Wednesday, May 19, 2010

Amgen Tour of California: Stage 4

Watching the ATOC on the tracker today the terrain started to look very familiar, and then the announcer said those magic words, "Del Puerto Canyon Road", and I knew instantly that the tour was heading down the same patch of road I'd ridden on returning from Mt Hamilton on the Canyon Classic Century last year. A little checking revealed that the entire center section of today's stage was the first 60% of the Canyon Classic Century.

It was thrilling watching the entire Peleton strung out like a long piece of mozzarella cheese as the riders flew down those same rough, broken, narrow, patched roads I had struggled up going to Mt Hamilton, and flown back down returning to Patterson. The road cuts through the old crumbly rock like a gash. Walls of rock rising straight up from the road, inviting rock sizes from pebbles to boulders to fall onto a road littered with debris. Little wonder there were 3 wheel changes and 10 mechanicals on that 20 mile stretch of road.

Lets not forget the rim-shattering, bottle ejecting cattle grates, and steep, sometimes 16% grades that suck you right into hairpin turns on road so rough you have to stand in the pedals and use your calves for suspension to keep both brakes hooked up well enough to keep from flying off the end of the road - all 10ft of it - and down into canyons unprotected by guardrails. Road so narrow it has no center lane markings, but dishes out endless potholes and makes that flat, hollow sound when you roll over it. The sound of a thin crust that is loose but not yet dislodged from the layer just under it.

Then down, down, down in thrilling 3-6% grade to Frank Raines Regional Park where the road flattens into an endless false flat when climbing up from Patterson, but provides thrilling speed with just the slightest bit of power on the way down. Finally the road bends around the large stream that flows through the valley floor, where freshly planted fruit trees dot the hillside, marking the climb back out of the valley, across I-5, and into Patterson.

I remember well the "suicide squirrels" on this section of road returning near sunset - so many having lost their race across the road to oncoming trucks and cars, their crushed bodies still thrashing as I flew past. The calm, detached numbness with which I watched - induced by a long, hard day of riding - as one hit my chainring, spinning it, rolling like a log, its long body curling up into a ball instinctively as its tail flipping into my rear wheel, threatening to topple me into a heap just 10-12 miles from the finish. Then spitting him out of my wheel, looking back in vain, curious to know if any serious damage had been done, but finding he'd disappeared into the waist high tumble weeds overgrowing the edges of the road as fast as he'd appeared.

As for the race from Patterson to the finish, it offered so many plot twists I gave up trying to figure out what might happen next, or who might blow themselves up trying to do the impossible sprint to the finish, or stay out on a 1-man break. I have to say though, I think the long descent must have tempted many to greatness today, as there were endless attacks right to the end. Attacks that answered some questions for me about how any team could beat Cavendish.

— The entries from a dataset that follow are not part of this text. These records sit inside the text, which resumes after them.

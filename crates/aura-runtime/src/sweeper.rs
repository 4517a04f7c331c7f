//! Background staleness sweeper
//!
//! Runs on a fixed interval, independent of query traffic. Each pass
//! delegates to the index and controller, which never hold a lock for
//! longer than a single bucket.

use std::sync::Arc;
use std::time::Duration;

use tokio::task::JoinHandle;

use crate::service::ProximityService;

/// Spawn the sweep loop; abort the handle on shutdown
pub fn spawn_sweeper(service: Arc<ProximityService>, interval: Duration) -> JoinHandle<()> {
    tokio::spawn(async move {
        let mut ticker = tokio::time::interval(interval);
        loop {
            ticker.tick().await;
            let (evicted, expired) = service.sweep_once();
            if evicted > 0 || expired > 0 {
                let stats = service.index().stats();
                tracing::debug!(
                    evicted,
                    expired,
                    users = stats.users,
                    cells = stats.cells,
                    "staleness sweep"
                );
            }
        }
    })
}
use std::{
  collections::VecDeque,
  io::{BufRead, Write},
};

use crate::{
  error::CalculatorError, fraction::Fraction, operation::Operation, settings::Settings,
};

/// Whitespace separated tokens pulled from a reader, line by line as needed.
struct Tokens<R: BufRead> {
  reader: R,
  pending: VecDeque<String>,
}

impl<R: BufRead> Tokens<R> {
  fn new(reader: R) -> Self {
    Self {
      reader,
      pending: VecDeque::new(),
    }
  }

  fn next_token(&mut self) -> Result<String, CalculatorError> {
    while self.pending.is_empty() {
      let mut line = String::new();
      if self.reader.read_line(&mut line)? == 0 {
        return Err(CalculatorError::InvalidInput(
          "unexpected end of input".to_string(),
        ));
      }
      self
        .pending
        .extend(line.split_whitespace().map(|token| token.to_owned()));
    }
    Ok(self.pending.pop_front().unwrap_or_default())
  }

  fn next_integer(&mut self) -> Result<i64, CalculatorError> {
    let token = self.next_token()?;
    parse_integer(&token)
  }

  /// Either `n d` or a single `n/d` token.
  fn next_fraction(&mut self) -> Result<Fraction, CalculatorError> {
    let token = self.next_token()?;
    let (numerator, denominator) = match token.split_once('/') {
      Some((numerator, denominator)) => (parse_integer(numerator)?, parse_integer(denominator)?),
      None => (parse_integer(&token)?, self.next_integer()?),
    };
    Ok(Fraction::new(numerator, denominator)?)
  }
}

fn parse_integer(token: &str) -> Result<i64, CalculatorError> {
  token
    .trim()
    .parse::<i64>()
    .map_err(|_| CalculatorError::InvalidInput(format!("'{}' is not an integer", token)))
}

/// Runs one calculation: two fractions, a menu choice and the result line.
pub fn run<R: BufRead, W: Write>(
  input: R,
  output: &mut W,
  settings: &Settings,
) -> Result<Fraction, CalculatorError> {
  let mut tokens = Tokens::new(input);

  prompt(output, "Enter the numerator and denominator of the first fraction: ")?;
  let first = tokens.next_fraction()?;
  prompt(output, "Enter the numerator and denominator of the second fraction: ")?;
  let second = tokens.next_fraction()?;

  writeln!(output, "Menu:")?;
  for (index, operation) in Operation::ALL.iter().enumerate() {
    writeln!(output, "{}. {}", index + 1, operation.label())?;
  }
  prompt(output, "Enter your choice (1-4): ")?;
  let operation = Operation::from_choice(tokens.next_integer()?)?;

  let mut result = operation.apply(&first, &second)?;
  if settings.simplify {
    result.simplify();
  }
  writeln!(output, "Result: {}", result)?;
  output.flush()?;
  Ok(result)
}

fn prompt<W: Write>(output: &mut W, text: &str) -> Result<(), CalculatorError> {
  write!(output, "{}", text)?;
  output.flush()?;
  Ok(())
}

#[cfg(test)]
mod tests {
  use super::*;
  use crate::fraction::FractionError;
  use std::io::Cursor;

  fn session(input: &str, settings: &Settings) -> (Result<Fraction, CalculatorError>, String) {
    let mut output = Vec::new();
    let result = run(Cursor::new(input), &mut output, settings);
    (result, String::from_utf8(output).unwrap())
  }

  #[test]
  fn adds_two_fractions() {
    let (result, output) = session("1 2\n1 3\n1\n", &Settings::default());
    assert_eq!(result.unwrap().to_string(), "5/6");
    assert!(output.contains("Menu:\n1. Add fractions\n2. Subtract fractions\n"));
    assert!(output.ends_with("Result: 5/6\n"));
  }

  #[test]
  fn divides_two_fractions() {
    let (_, output) = session("1 2 1 3 4", &Settings::default());
    assert!(output.ends_with("Enter your choice (1-4): Result: 3/2\n"));
  }

  #[test]
  fn result_stays_unsimplified_by_default() {
    let (_, output) = session("1/4\n1/4\n1\n", &Settings::default());
    assert!(output.ends_with("Result: 8/16\n"));
  }

  #[test]
  fn simplify_setting_reduces_result() {
    let settings = Settings {
      simplify: true,
      ..Settings::default()
    };
    let (result, output) = session("1/4\n1/4\n1\n", &settings);
    assert_eq!(result.unwrap().to_string(), "1/2");
    assert!(output.ends_with("Result: 1/2\n"));
  }

  #[test]
  fn division_by_zero_prints_no_result() {
    let (result, output) = session("1 2\n0 1\n4\n", &Settings::default());
    assert_eq!(
      result,
      Err(CalculatorError::Fraction(FractionError::DivisionByZero))
    );
    assert!(!output.contains("Result:"));
  }

  #[test]
  fn invalid_choice_is_reported() {
    let (result, output) = session("1 2\n1 3\n7\n", &Settings::default());
    assert_eq!(result, Err(CalculatorError::InvalidChoice(7)));
    assert!(!output.contains("Result:"));
  }

  #[test]
  fn zero_denominator_stops_before_menu() {
    let (result, output) = session("1 0\n1 3\n1\n", &Settings::default());
    assert_eq!(
      result,
      Err(CalculatorError::Fraction(FractionError::InvalidDenominator))
    );
    assert!(!output.contains("Menu:"));
  }

  #[test]
  fn garbage_and_missing_input() {
    let (result, _) = session("one 2\n", &Settings::default());
    assert!(matches!(result, Err(CalculatorError::InvalidInput(_))));
    let (result, _) = session("1 2\n", &Settings::default());
    assert_eq!(
      result,
      Err(CalculatorError::InvalidInput("unexpected end of input".to_string()))
    );
  }
}
use crate::{
  error::CalculatorError,
  fraction::{Fraction, FractionError},
};

#[derive(Debug, Clone, Copy, PartialEq, Eq)]
pub enum Operation {
  Add,
  Subtract,
  Multiply,
  Divide,
}

impl Operation {
  /// Menu order, entry `i` is chosen by typing `i + 1`.
  pub const ALL: [Operation; 4] = [
    Operation::Add,
    Operation::Subtract,
    Operation::Multiply,
    Operation::Divide,
  ];

  pub fn from_choice(choice: i64) -> Result<Operation, CalculatorError> {
    match choice {
      1 => Ok(Operation::Add),
      2 => Ok(Operation::Subtract),
      3 => Ok(Operation::Multiply),
      4 => Ok(Operation::Divide),
      _ => Err(CalculatorError::InvalidChoice(choice)),
    }
  }

  pub fn label(&self) -> &'static str {
    match self {
      Operation::Add => "Add fractions",
      Operation::Subtract => "Subtract fractions",
      Operation::Multiply => "Multiply fractions",
      Operation::Divide => "Divide fractions",
    }
  }

  pub fn apply(&self, left: &Fraction, right: &Fraction) -> Result<Fraction, FractionError> {
    log::debug!("Applying {} {} {}", left, self, right);
    match self {
      Operation::Add => left.add(right),
      Operation::Subtract => left.subtract(right),
      Operation::Multiply => left.multiply(right),
      Operation::Divide => left.divide(right),
    }
  }
}

impl std::fmt::Display for Operation {
  fn fmt(&self, f: &mut std::fmt::Formatter<'_>) -> std::fmt::Result {
    match self {
      Operation::Add => write!(f, "+"),
      Operation::Subtract => write!(f, "-"),
      Operation::Multiply => write!(f, "*"),
      Operation::Divide => write!(f, "/"),
    }
  }
}
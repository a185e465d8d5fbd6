/// A numerator/denominator pair. The denominator is never zero.
///
/// Arithmetic never reduces the result, `2/4` stays `2/4` until
/// [`Fraction::simplify`] is called.
#[derive(Debug, Clone, Copy, PartialEq, Eq, Hash)]
pub struct Fraction {
  numerator: i64,
  denominator: i64,
}

impl Fraction {
  pub fn new(numerator: i64, denominator: i64) -> Result<Self, FractionError> {
    if denominator == 0 {
      return Err(FractionError::InvalidDenominator);
    }
    Ok(Self {
      numerator,
      denominator,
    })
  }

  pub fn numerator(&self) -> i64 {
    self.numerator
  }

  pub fn denominator(&self) -> i64 {
    self.denominator
  }

  pub fn add(&self, other: &Fraction) -> Result<Fraction, FractionError> {
    let numerator = checked(self.numerator.checked_mul(other.denominator))?;
    let numerator = checked(numerator.checked_add(checked(
      other.numerator.checked_mul(self.denominator),
    )?))?;
    let denominator = checked(self.denominator.checked_mul(other.denominator))?;
    Fraction::new(numerator, denominator)
  }

  pub fn subtract(&self, other: &Fraction) -> Result<Fraction, FractionError> {
    let numerator = checked(self.numerator.checked_mul(other.denominator))?;
    let numerator = checked(numerator.checked_sub(checked(
      other.numerator.checked_mul(self.denominator),
    )?))?;
    let denominator = checked(self.denominator.checked_mul(other.denominator))?;
    Fraction::new(numerator, denominator)
  }

  pub fn multiply(&self, other: &Fraction) -> Result<Fraction, FractionError> {
    let numerator = checked(self.numerator.checked_mul(other.numerator))?;
    let denominator = checked(self.denominator.checked_mul(other.denominator))?;
    Fraction::new(numerator, denominator)
  }

  pub fn divide(&self, other: &Fraction) -> Result<Fraction, FractionError> {
    if other.numerator == 0 {
      return Err(FractionError::DivisionByZero);
    }
    let numerator = checked(self.numerator.checked_mul(other.denominator))?;
    let denominator = checked(self.denominator.checked_mul(other.numerator))?;
    Fraction::new(numerator, denominator)
  }

  /// Reduces the fraction in place by the gcd of both fields.
  ///
  /// Afterwards the denominator is positive and the sign sits on the
  /// numerator, unless flipping it would overflow (`i64::MIN`), in which
  /// case the signs are left as they are.
  pub fn simplify(&mut self) {
    if self.numerator == 0 {
      self.denominator = 1;
      return;
    }
    let divisor = gcd(self.numerator.unsigned_abs(), self.denominator.unsigned_abs()) as i128;
    // |x / divisor| <= |x|, so both quotients fit back into i64
    let mut numerator = (self.numerator as i128 / divisor) as i64;
    let mut denominator = (self.denominator as i128 / divisor) as i64;
    if denominator < 0 {
      if let (Some(n), Some(d)) = (numerator.checked_neg(), denominator.checked_neg()) {
        numerator = n;
        denominator = d;
      }
    }
    log::debug!("Simplified {} to {}/{}", self, numerator, denominator);
    self.numerator = numerator;
    self.denominator = denominator;
  }

  pub fn simplified(&self) -> Fraction {
    let mut copy = *self;
    copy.simplify();
    copy
  }
}

#[cfg(test)]
impl Fraction {
  pub fn to_rational(&self) -> num::BigRational {
    num::BigRational::new(
      num::BigInt::from(self.numerator),
      num::BigInt::from(self.denominator),
    )
  }

  /// True when both fractions denote the same rational number.
  pub fn is_equivalent(&self, other: &Fraction) -> bool {
    self.to_rational() == other.to_rational()
  }
}

impl Default for Fraction {
  fn default() -> Self {
    Self {
      numerator: 0,
      denominator: 1,
    }
  }
}

impl std::fmt::Display for Fraction {
  fn fmt(&self, f: &mut std::fmt::Formatter<'_>) -> std::fmt::Result {
    write!(f, "{}/{}", self.numerator, self.denominator)
  }
}

impl std::ops::Add for Fraction {
  type Output = Result<Fraction, FractionError>;

  fn add(self, rhs: Self) -> Self::Output {
    Fraction::add(&self, &rhs)
  }
}

impl std::ops::Sub for Fraction {
  type Output = Result<Fraction, FractionError>;

  fn sub(self, rhs: Self) -> Self::Output {
    self.subtract(&rhs)
  }
}

impl std::ops::Mul for Fraction {
  type Output = Result<Fraction, FractionError>;

  fn mul(self, rhs: Self) -> Self::Output {
    self.multiply(&rhs)
  }
}

impl std::ops::Div for Fraction {
  type Output = Result<Fraction, FractionError>;

  fn div(self, rhs: Self) -> Self::Output {
    self.divide(&rhs)
  }
}

/// Euclid: gcd(a, 0) = a, otherwise gcd(b, a mod b).
pub fn gcd(a: u64, b: u64) -> u64 {
  if b == 0 {
    return a;
  }
  gcd(b, a % b)
}

fn checked(value: Option<i64>) -> Result<i64, FractionError> {
  value.ok_or(FractionError::Overflow)
}

#[derive(Debug, Clone, Copy, PartialEq, Eq)]
pub enum FractionError {
  InvalidDenominator,
  DivisionByZero,
  Overflow,
}

impl std::fmt::Display for FractionError {
  fn fmt(&self, f: &mut std::fmt::Formatter<'_>) -> std::fmt::Result {
    match self {
      FractionError::InvalidDenominator => write!(f, "Error: Denominator cannot be zero."),
      FractionError::DivisionByZero => write!(f, "Error: Division by zero is not allowed."),
      FractionError::Overflow => write!(f, "Error: Result does not fit into a 64 bit integer."),
    }
  }
}

impl std::error::Error for FractionError {}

Like a puncher with a substantial reach disadvantage who works over his opponent's  body until the head dies, Garmin Transitions attacked 3 times, as did Cervelo, and with nothing to gain Radio Shack left it to HTC to pull Cavendish for 3 long circuits around Modesto, disrupting their timing, and tiring the train that puts Cav in position to win 100 yards from the finish line on such flat, fast stages.

Like the defense collapsing on Kobe, everyone worked to thwart Cav today - and he almost beat them in spite of it all. In the end though, he settled for 3rd, and settled a bet I'd made with a friend. You can't beat Cav, but you can beat the body that supports that head, and he will go down with them.

This, the half-way stage of the Tour, was just fantastic. A play so full of surprises it was new in a way I've not experienced in many years. This move to May has paid such huge dividends. This is a field close to its TDF peak. A field of competitors.

It will be absolutely thrilling to see if Johan, Lance and Levi can pull off the biggest win short of the TDF. Big Bear is going to be a monster, and my guess is only 20-30 riders will be there for the final climb. The rest will have been shattered in the San Gabriel Mountains. The ATOC has arrived!

1 comment:

Gotta Run..Gotta Ride said...

I am still SO jealous that the tour was in your backyard! What a great picture you painted of the roads and course that you have enjoyed and suffered on.